Homeland Censorship Board

We’re in a twilight zone beyond mere “mission creep” now. 

Two months ago, creeps at the Department of Homeland Security (DHS) created a new censorship board, secret until its existence was revealed in congressional testimony.

This disinformatively named Disinformation Governance Board is headed by an open critic of the First Amendment, Nina Jankowicz. The purpose of the amendment being to protect freedom of speech and other rights from governmental assault, the new board and its director are especially alarming.

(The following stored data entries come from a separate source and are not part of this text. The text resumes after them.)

//! The money splitter orchestration shell

use serde::{Deserialize, Serialize};
use std::collections::BTreeSet;
use std::fmt;

use rust_decimal_macros::dec;
use tracing::warn;

use core_kernel::{ExpenseId, IdentityAllocator, MoneyRate, PersonId};

use crate::benefactor::Benefactor;
use crate::engine;
use crate::error::SplitError;
use crate::expense::Expense;
use crate::person::Person;
use crate::roommate::{Funding, Roommate};
use crate::split::Split;

/// Owns the entity collections and keeps a cached [`Split`] consistent
/// with them
///
/// Every mutating operation applies its change and synchronously
/// recomputes the cached split; there is no deferred recomputation and no
/// dirty-flag skipping. Collections are expected to stay small (tens of
/// entries), so full recomputation wins over incremental bookkeeping.
///
/// The splitter is single-threaded. Clone a [`Split`] out of [`split`](Self::split)
/// to keep a snapshot; later mutations never touch snapshots already
/// handed out.
#[derive(Debug, Clone, Serialize, Deserialize)]
pub struct MoneySplitter {
    people: Vec<Person>,
    roommates: Vec<Roommate>,
    benefactors: Vec<Benefactor>,
    expenses: Vec<Expense>,
    split: Split,
}

impl MoneySplitter {
    /// Creates a splitter and immediately computes its first split
    pub fn new(
        people: Vec<Person>,
        roommates: Vec<Roommate>,
        benefactors: Vec<Benefactor>,
        expenses: Vec<Expense>,
    ) -> Self {
        let split = engine::compute(&people, &roommates, &benefactors, &expenses);
        Self {
            people,
            roommates,
            benefactors,
            expenses,
            split,
        }
    }

    /// A small example household: two roommates with disparate incomes
    /// splitting rent and utilities
    pub fn sample_disparate_incomes(ids: &mut IdentityAllocator) -> Self {
        let first = Person::unnamed(ids.next_person_id());
        let second = Person::unnamed(ids.next_person_id());
        let income = MoneyRate::monthly(dec!(1200));
        let roommates = vec![
            Roommate::new(first.id, Funding::Income(income)),
            Roommate::new(second.id, Funding::Income(income)),
        ];
        let expenses = Self::sample_expenses(ids);
        Self::new(vec![first, second], roommates, Vec::new(), expenses)
    }

    /// A small example household where one benefactor funds everyone,
    /// themselves included
    pub fn sample_money_pooling(ids: &mut IdentityAllocator) -> Self {
        let patron = Person::unnamed(ids.next_person_id());
        let first = Person::unnamed(ids.next_person_id());
        let second = Person::unnamed(ids.next_person_id());
        let benefactor = Benefactor::new(patron.id, MoneyRate::monthly(dec!(2400)));
        let roommates = vec![
            Roommate::new(first.id, Funding::from_benefactor(patron.id)),
            Roommate::new(second.id, Funding::from_benefactor(patron.id)),
            Roommate::new(patron.id, Funding::from_benefactor(patron.id)),
        ];
        let expenses = Self::sample_expenses(ids);
        Self::new(
            vec![patron, first, second],
            roommates,
            vec![benefactor],
            expenses,
        )
    }

    fn sample_expenses(ids: &mut IdentityAllocator) -> Vec<Expense> {
        vec![
            Expense::new(
                ids.next_expense_id(),
                "Rent",
                MoneyRate::monthly(dec!(1000)),
            ),
            Expense::new(
                ids.next_expense_id(),
                "Utilities",
                MoneyRate::monthly(dec!(100)),
            ),
        ]
    }

    // ------------------------------------------------------------------
    // Reads

    /// The split for the current collections
    pub fn split(&self) -> &Split {
        &self.split
    }

    pub fn people(&self) -> &[Person] {
        &self.people
    }

    pub fn roommates(&self) -> &[Roommate] {
        &self.roommates
    }

    pub fn benefactors(&self) -> &[Benefactor] {
        &self.benefactors
    }

    pub fn expenses(&self) -> &[Expense] {
        &self.expenses
    }

    pub fn person(&self, id: PersonId) -> Option<&Person> {
        self.people.iter().find(|person| person.id == id)
    }

    pub fn roommate(&self, id: PersonId) -> Option<&Roommate> {
        self.roommates.iter().find(|roommate| roommate.id == id)
    }

    pub fn benefactor(&self, id: PersonId) -> Option<&Benefactor> {
        self.benefactors.iter().find(|benefactor| benefactor.id == id)
    }

    pub fn expense(&self, id: ExpenseId) -> Option<&Expense> {
        self.expenses.iter().find(|expense| expense.id == id)
    }

    /// The monthly-normalized sum of every expense's rate, independent of
    /// how the expenses are apportioned
    pub fn total_expense_rate(&self) -> MoneyRate {
        self.expenses.iter().map(|expense| expense.rate).sum()
    }

    // ------------------------------------------------------------------
    // Wholesale replacement

    pub fn set_people(&mut self, people: Vec<Person>) {
        self.people = people;
        self.recompute();
    }

    pub fn set_roommates(&mut self, roommates: Vec<Roommate>) {
        self.roommates = roommates;
        self.recompute();
    }

    pub fn set_benefactors(&mut self, benefactors: Vec<Benefactor>) {
        self.benefactors = benefactors;
        self.recompute();
    }

    pub fn set_expenses(&mut self, expenses: Vec<Expense>) {
        self.expenses = expenses;
        self.recompute();
    }

    // ------------------------------------------------------------------
    // Addition and removal

    pub fn add_person(&mut self, person: Person) {
        self.people.push(person);
        self.recompute();
    }

    pub fn remove_person(&mut self, id: PersonId) -> Result<(), SplitError> {
        let index = self
            .people
            .iter()
            .position(|person| person.id == id)
            .ok_or_else(|| Self::not_found(SplitError::PersonNotFound(id)))?;
        self.people.remove(index);
        self.recompute();
        Ok(())
    }

    pub fn add_roommate(&mut self, roommate: Roommate) {
        self.roommates.push(roommate);
        self.recompute();
    }

    pub fn remove_roommate(&mut self, id: PersonId) -> Result<(), SplitError> {
        let index = self
            .roommates
            .iter()
            .position(|roommate| roommate.id == id)
            .ok_or_else(|| Self::not_found(SplitError::RoommateNotFound(id)))?;
        self.roommates.remove(index);
        self.recompute();
        Ok(())
    }

    pub fn add_benefactor(&mut self, benefactor: Benefactor) {
        self.benefactors.push(benefactor);
        self.recompute();
    }

    pub fn remove_benefactor(&mut self, id: PersonId) -> Result<(), SplitError> {
        let index = self
            .benefactors
            .iter()
            .position(|benefactor| benefactor.id == id)
            .ok_or_else(|| Self::not_found(SplitError::BenefactorNotFound(id)))?;
        self.benefactors.remove(index);
        self.recompute();
        Ok(())
    }

    pub fn add_expense(&mut self, expense: Expense) {
        self.expenses.push(expense);
        self.recompute();
    }

    pub fn remove_expense(&mut self, id: ExpenseId) -> Result<(), SplitError> {
        let index = self
            .expenses
            .iter()
            .position(|expense| expense.id == id)
            .ok_or_else(|| Self::not_found(SplitError::ExpenseNotFound(id)))?;
        self.expenses.remove(index);
        self.recompute();
        Ok(())
    }

    // ------------------------------------------------------------------
    // Field-level mutation
    //
    // One explicit method per mutable field, so the mutation surface stays
    // statically checkable. A miss leaves the splitter untouched.

    pub fn rename_person(
        &mut self,
        id: PersonId,
        name: impl Into<String>,
    ) -> Result<(), SplitError> {
        let person = self
            .people
            .iter_mut()
            .find(|person| person.id == id)
            .ok_or_else(|| Self::not_found(SplitError::PersonNotFound(id)))?;
        person.name = name.into();
        self.recompute();
        Ok(())
    }

    pub fn set_expense_name(
        &mut self,
        id: ExpenseId,
        name: impl Into<String>,
    ) -> Result<(), SplitError> {
        let expense = self.expense_mut(id)?;
        expense.name = name.into();
        self.recompute();
        Ok(())
    }

    pub fn set_expense_rate(&mut self, id: ExpenseId, rate: MoneyRate) -> Result<(), SplitError> {
        let expense = self.expense_mut(id)?;
        expense.rate = rate;
        self.recompute();
        Ok(())
    }

    pub fn set_expense_participants(
        &mut self,
        id: ExpenseId,
        participants: BTreeSet<PersonId>,
    ) -> Result<(), SplitError> {
        let expense = self.expense_mut(id)?;
        expense.participant_ids = participants;
        self.recompute();
        Ok(())
    }

    pub fn set_roommate_funding(
        &mut self,
        id: PersonId,
        funding: Funding,
    ) -> Result<(), SplitError> {
        let roommate = self
            .roommates
            .iter_mut()
            .find(|roommate| roommate.id == id)
            .ok_or_else(|| Self::not_found(SplitError::RoommateNotFound(id)))?;
        roommate.funding = funding;
        self.recompute();
        Ok(())
    }

    pub fn set_benefactor_contribution(
        &mut self,
        id: PersonId,
        contribution: MoneyRate,
    ) -> Result<(), SplitError> {
        let benefactor = self
            .benefactors
            .iter_mut()
            .find(|benefactor| benefactor.id == id)
            .ok_or_else(|| Self::not_found(SplitError::BenefactorNotFound(id)))?;
        benefactor.contribution = contribution;
        self.recompute();
        Ok(())
    }

    fn expense_mut(&mut self, id: ExpenseId) -> Result<&mut Expense, SplitError> {
        self.expenses
            .iter_mut()
            .find(|expense| expense.id == id)
            .ok_or_else(|| Self::not_found(SplitError::ExpenseNotFound(id)))
    }

    fn not_found(error: SplitError) -> SplitError {
        warn!(%error, "mutation targeted a missing entity; nothing changed");
        error
    }

    fn recompute(&mut self) {
        self.split = engine::compute(
            &self.people,
            &self.roommates,
            &self.benefactors,
            &self.expenses,
        );
    }
}

impl fmt::Display for MoneySplitter {
    fn fmt(&self, f: &mut fmt::Formatter<'_>) -> fmt::Result {
        write!(f, "People:")?;
        for person in &self.people {
            write!(f, "\n{person}")?;
        }
        write!(f, "\n\nExpenses:")?;
        for expense in &self.expenses {
            write!(f, "\n{expense}")?;
        }
        Ok(())
    }
}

The DHS was formed after 9/11 to protect national security and combat terrorism, a form of politically motivated violence. And whatever the exact definition of “terrorism” should be, we can at least agree that arguing about the origins and issues of elections, pandemics, or Russian invasions doesn’t qualify. The bitterest clashing over facts is just speech, unless part and parcel of criminal acts.

But the purpose of the Disinformation Board is to combat and “address this threat” of election disinformation.

Merriam-Webster defines “disinformation” as “false information deliberately and often covertly spread” to “influence public opinion or obscure the truth.”

The First Amendment protects dishonest and mistaken honest speech, not just infallible honest speech. But by “disinformation,” foes of freedom of speech often mean “any speech we dispute.”

If the government can repress any speech that it chooses to label “disinformation,” that portends the end of freedom of speech. 

The very existence of the Disinformation Board warrants a lawsuit on First Amendment grounds.

And since disinformation was coined to designate, specifically, government-concocted and distributed misinformation — a term of art in the “intelligence” and propaganda biz, called dezinformatsiya by Stalin  — it is especially rich to see the current administration apply it directly against the people.

This is Common Sense. I’m Paul Jacob.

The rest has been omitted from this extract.